The new fund was created to try to capitalize on the less-liquid opportunities Rubric encounters in the normal course of managing its core strategies, according to someone familiar with the launch. It will be a concentrated portfolio of typically longer-duration investments, the source notes. The fund has the flexibility to invest in equities and credit. It is expected to start with at least $150 million, the source says.

Rosen launched Rubric Capital as a division of SAC Capital, headed at the time by Steven Cohen. The deep-value portfolio was staked with $150 million, which ballooned to $3.5 billion while Rubric was at SAC. “Rubric was a mechanism for retaining my team by creating our own fund while still being a part of SAC,” Rosen told II when he was named an Institutional Investor Hedge Fund Rising Star in 2018.

Rubric was disbanded at the end of 2015. Rosen retained the name when he launched his own independent firm, Rubric Capital Management, in October 2016.

Today Rubric manages $3.1 billion.
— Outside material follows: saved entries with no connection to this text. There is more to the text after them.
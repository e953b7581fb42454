//! Lifecycle controller tests

use std::time::Duration;

use clawctl::boot::{fingerprint_of, STARTUP_SCRIPT_KEY};
use clawctl::cloud::{CloudError, InstanceStatus};
use clawctl::errors::ErrorKind;
use clawctl::lifecycle::ConfigChanges;
use clawctl::models::{Branding, DeploymentStatus};
use clawctl::store::DeploymentStore;
use control_api::VmAction;
use secrecy::SecretString;
use tokio_test::{assert_err, assert_ok};

use crate::common::{request, Harness};

async fn deployed() -> (Harness, String) {
    let h = Harness::new();
    let report = h.state.pipeline.deploy(&request()).await.unwrap();
    (h, report.deployment_id)
}

fn api_error(message: &str) -> CloudError {
    CloudError::Api {
        status: 403,
        message: message.into(),
    }
}

#[tokio::test]
async fn test_stop_then_start() {
    let (h, id) = deployed().await;
    let target = request().instance_ref();

    let record = assert_ok!(h.state.lifecycle.power(&id, VmAction::Stop).await);
    assert_eq!(record.status, DeploymentStatus::Stopped);
    assert_eq!(h.cloud.instance_status(&target), Some(InstanceStatus::Terminated));

    let record = assert_ok!(h.state.lifecycle.power(&id, VmAction::Start).await);
    assert_eq!(record.status, DeploymentStatus::Running);
    assert_eq!(h.cloud.boot_count(&target), 2);
}

#[tokio::test]
async fn test_failed_stop_leaves_status() {
    let (h, id) = deployed().await;
    h.cloud
        .fail_next("stop_instance", CloudError::Transport("timed out".into()));

    let err = assert_err!(h.state.lifecycle.stop(&id).await);
    assert_eq!(err.kind(), ErrorKind::Transport);
    let record = h.state.lifecycle.get(&id).await.unwrap();
    assert_eq!(record.status, DeploymentStatus::Running);
}

#[tokio::test]
async fn test_unknown_deployment_is_not_found() {
    let h = Harness::new();
    let err = assert_err!(h.state.lifecycle.start("missing").await);
    assert_eq!(err.kind(), ErrorKind::NotFound);
    assert_eq!(h.cloud.call_count(), 0);
}

#[tokio::test]
async fn test_update_keeps_identity_and_reboots() {
    let (h, id) = deployed().await;
    let target = request().instance_ref();

    let changes = ConfigChanges {
        branding: Some(Branding {
            bot_name: "Dyno Two".into(),
            personality: "terse".into(),
            system_prompt: None,
        }),
        ..Default::default()
    };
    let payload = assert_ok!(h.state.lifecycle.update(&id, changes).await);

    let record = h.state.lifecycle.get(&id).await.unwrap();
    assert_eq!(record.project_id, "acme-agents");
    assert_eq!(record.zone, "us-central1-a");
    assert_eq!(record.vm_name, "claw");
    assert_eq!(record.branding.bot_name, "Dyno Two");
    assert_eq!(record.status, DeploymentStatus::Running);

    assert_eq!(h.cloud.instance_count(), 1);
    assert_eq!(h.cloud.boot_count(&target), 2);
    let script = h
        .cloud
        .instance_metadata(&target, STARTUP_SCRIPT_KEY)
        .unwrap();
    assert_eq!(fingerprint_of(&script), payload.fingerprint);
}

#[tokio::test]
async fn test_update_of_stopped_vm_starts_it() {
    let (h, id) = deployed().await;
    h.state.lifecycle.stop(&id).await.unwrap();

    let changes = ConfigChanges {
        plugins: Some(Default::default()),
        ..Default::default()
    };
    h.state.lifecycle.update(&id, changes).await.unwrap();

    assert_eq!(h.cloud.calls_to("reset_instance"), 0);
    let record = h.state.lifecycle.get(&id).await.unwrap();
    assert_eq!(record.status, DeploymentStatus::Running);
    let plugins = h.store.plugin_configs(&id).await.unwrap();
    assert!(plugins.iter().all(|p| !p.enabled));
}

#[tokio::test]
async fn test_update_with_unknown_plugin_changes_nothing() {
    let (h, id) = deployed().await;
    let calls = h.cloud.call_count();

    let changes = ConfigChanges {
        plugins: Some(["nope".to_string()].into_iter().collect()),
        ..Default::default()
    };
    let err = assert_err!(h.state.lifecycle.update(&id, changes).await);
    assert_eq!(err.kind(), ErrorKind::UnknownRegistryId);
    assert_eq!(h.cloud.call_count(), calls);
    let plugins = h.store.plugin_configs(&id).await.unwrap();
    assert!(plugins.iter().any(|p| p.plugin_id == "postiz" && p.enabled));
}

#[tokio::test]
async fn test_failed_metadata_push_keeps_stored_config() {
    let (h, id) = deployed().await;
    let target = request().instance_ref();
    let deployed_script = h.cloud.instance_metadata(&target, STARTUP_SCRIPT_KEY);
    h.cloud.fail_next(
        "set_instance_metadata",
        CloudError::Transport("connection reset".into()),
    );

    let changes = ConfigChanges {
        branding: Some(Branding {
            bot_name: "Dyno Two".into(),
            personality: "terse".into(),
            system_prompt: None,
        }),
        plugins: Some(Default::default()),
        ..Default::default()
    };
    let err = assert_err!(h.state.lifecycle.update(&id, changes).await);
    assert_eq!(err.kind(), ErrorKind::Transport);

    let record = h.state.lifecycle.get(&id).await.unwrap();
    assert_eq!(record.branding.bot_name, "Dyno");
    assert_eq!(record.status, DeploymentStatus::Running);
    let plugins = h.store.plugin_configs(&id).await.unwrap();
    assert!(plugins.iter().any(|p| p.plugin_id == "postiz" && p.enabled));
    assert_eq!(h.cloud.instance_metadata(&target, STARTUP_SCRIPT_KEY), deployed_script);
    assert_eq!(h.cloud.boot_count(&target), 1);
}

#[tokio::test]
async fn test_delete_collects_warnings() {
    let cases: [(Option<&str>, Option<&str>, &[&str]); 4] = [
        (None, None, &[]),
        (Some("delete_instance"), None, &["instance: "]),
        (None, Some("delete_router"), &["router: "]),
        (
            Some("delete_instance"),
            Some("delete_router"),
            &["instance: ", "router: "],
        ),
    ];

    for (instance_fail, router_fail, expected) in cases {
        let (h, id) = deployed().await;
        for op in [instance_fail, router_fail].into_iter().flatten() {
            h.cloud.fail_next(op, api_error("denied"));
        }

        let outcome = assert_ok!(h.state.lifecycle.delete(&id, false).await);
        assert_eq!(outcome.warnings.len(), expected.len());
        for (warning, prefix) in outcome.warnings.iter().zip(expected.iter()) {
            assert!(warning.starts_with(prefix), "{}", warning);
        }

        let record = h.state.lifecycle.get(&id).await.unwrap();
        assert_eq!(record.status, DeploymentStatus::Deleted);
    }
}

#[tokio::test]
async fn test_purge_removes_record() {
    let (h, id) = deployed().await;
    h.state.lifecycle.delete(&id, true).await.unwrap();

    assert!(h.store.get(&id).await.unwrap().is_none());
    assert!(h.store.plugin_configs(&id).await.unwrap().is_empty());
    assert_eq!(h.cloud.instance_count(), 0);
    assert_eq!(h.cloud.router_count(), 0);
}

#[tokio::test]
async fn test_shared_router_survives_delete() {
    let (h, id) = deployed().await;
    let mut other = request();
    other.vm_name = "claw-two".into();
    h.state.pipeline.deploy(&other).await.unwrap();

    h.state.lifecycle.delete(&id, false).await.unwrap();
    assert_eq!(h.cloud.calls_to("delete_router"), 0);
    assert_eq!(h.cloud.router_count(), 1);
}

#[tokio::test]
async fn test_deleted_deployment_rejects_power_actions() {
    let (h, id) = deployed().await;
    h.state.lifecycle.delete(&id, false).await.unwrap();

    let err = assert_err!(h.state.lifecycle.start(&id).await);
    assert_eq!(err.kind(), ErrorKind::Validation);
}

#[tokio::test]
async fn test_status_reconciles_out_of_band_stop() {
    let (h, id) = deployed().await;
    h.cloud
        .set_instance_status(&request().instance_ref(), InstanceStatus::Terminated);

    let live = h.state.lifecycle.status(&id).await.unwrap();
    assert_eq!(live.status, InstanceStatus::Terminated);
    assert_eq!(live.internal_ip.as_deref(), Some("10.128.0.2"));
    let record = h.state.lifecycle.get(&id).await.unwrap();
    assert_eq!(record.status, DeploymentStatus::Stopped);
}

#[tokio::test]
async fn test_status_answers_while_vm_is_busy() {
    let (h, id) = deployed().await;
    let target = request().instance_ref();
    h.cloud.set_instance_status(&target, InstanceStatus::Terminated);

    let guard = h.state.locks.lock(&target.key()).await;
    let live = tokio::time::timeout(Duration::from_secs(1), h.state.lifecycle.status(&id))
        .await
        .expect("status blocked behind the VM lock")
        .unwrap();
    assert_eq!(live.status, InstanceStatus::Terminated);
    // the holder owns the record until it lets go
    let record = h.state.lifecycle.get(&id).await.unwrap();
    assert_eq!(record.status, DeploymentStatus::Running);

    drop(guard);
    h.state.lifecycle.status(&id).await.unwrap();
    let record = h.state.lifecycle.get(&id).await.unwrap();
    assert_eq!(record.status, DeploymentStatus::Stopped);
}

#[tokio::test]
async fn test_status_of_vanished_instance() {
    let (h, id) = deployed().await;
    h.cloud.remove_instance(&request().instance_ref());

    let live = h.state.lifecycle.status(&id).await.unwrap();
    assert_eq!(live.status, InstanceStatus::NotFound);
    let record = h.state.lifecycle.get(&id).await.unwrap();
    assert_eq!(record.status, DeploymentStatus::Running);
}

#[tokio::test]
async fn test_logs_return_console() {
    let (h, id) = deployed().await;
    let output = h.state.lifecycle.logs(&id).await.unwrap();
    assert!(output.contains("plugin installed: postiz"));
}

#[tokio::test]
async fn test_secrets_fill_missing_configuration() {
    let (h, id) = deployed().await;
    let missing = h.state.lifecycle.missing_configuration(&id).await.unwrap();
    assert_eq!(missing.len(), 2);

    let value = SecretString::from("https://postiz.example.com".to_string());
    h.state
        .lifecycle
        .create_secret(&id, "postiz-url", &value)
        .await
        .unwrap();
    assert_eq!(h.cloud.secret_versions("acme-agents", "postiz-url"), 1);

    let missing = h.state.lifecycle.missing_configuration(&id).await.unwrap();
    assert_eq!(missing.len(), 1);
    assert_eq!(missing[0].secret_name, "postiz-api-key");
}

#[tokio::test]
async fn test_unknown_secret_slot_is_rejected() {
    let (h, id) = deployed().await;
    let value = SecretString::from("x".to_string());
    let err = assert_err!(h.state.lifecycle.create_secret(&id, "root-password", &value).await);
    assert_eq!(err.kind(), ErrorKind::UnknownRegistryId);
}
Its hedge fund was up about 30 percent in the first half of 2024. It was down 90 basis points in 2023 but had surged about 38 percent in 2022, when the major market stock indices tanked. At the end of the first quarter, Rubric’s three largest U.S.-listed longs were all pharmaceuticals companies: Teva Pharmaceutical Industries, Viatris, and Roivant Sciences.

“We are deep-value investors,” Rosen told II two years ago in a phone interview, after the firm disclosed it was the fourth-largest shareholder in Hertz Global Holdings, which had recently reorganized after being financially devastated in the early days of the pandemic. “To do that, we must look far and wide. We go across geographies and will do distressed equities and debt.”

Rubric sat on Hertz’s equity committee during the reorganization process, which ultimately resulted in the company’s purchase by an investor group led by Knighthead Capital Management, Certares Opportunities Fund, and certain funds managed by affiliates of Apollo Capital Management.

Under the deal, Hertz’s new investor group provided more than $5.9 billion in new equity capital. Shareholders received cash, stock, and warrants valued at $7 to $8 per share, according to a report from law firm White & Case at the time. “We got a very attractive price,” Rosen said in the interview.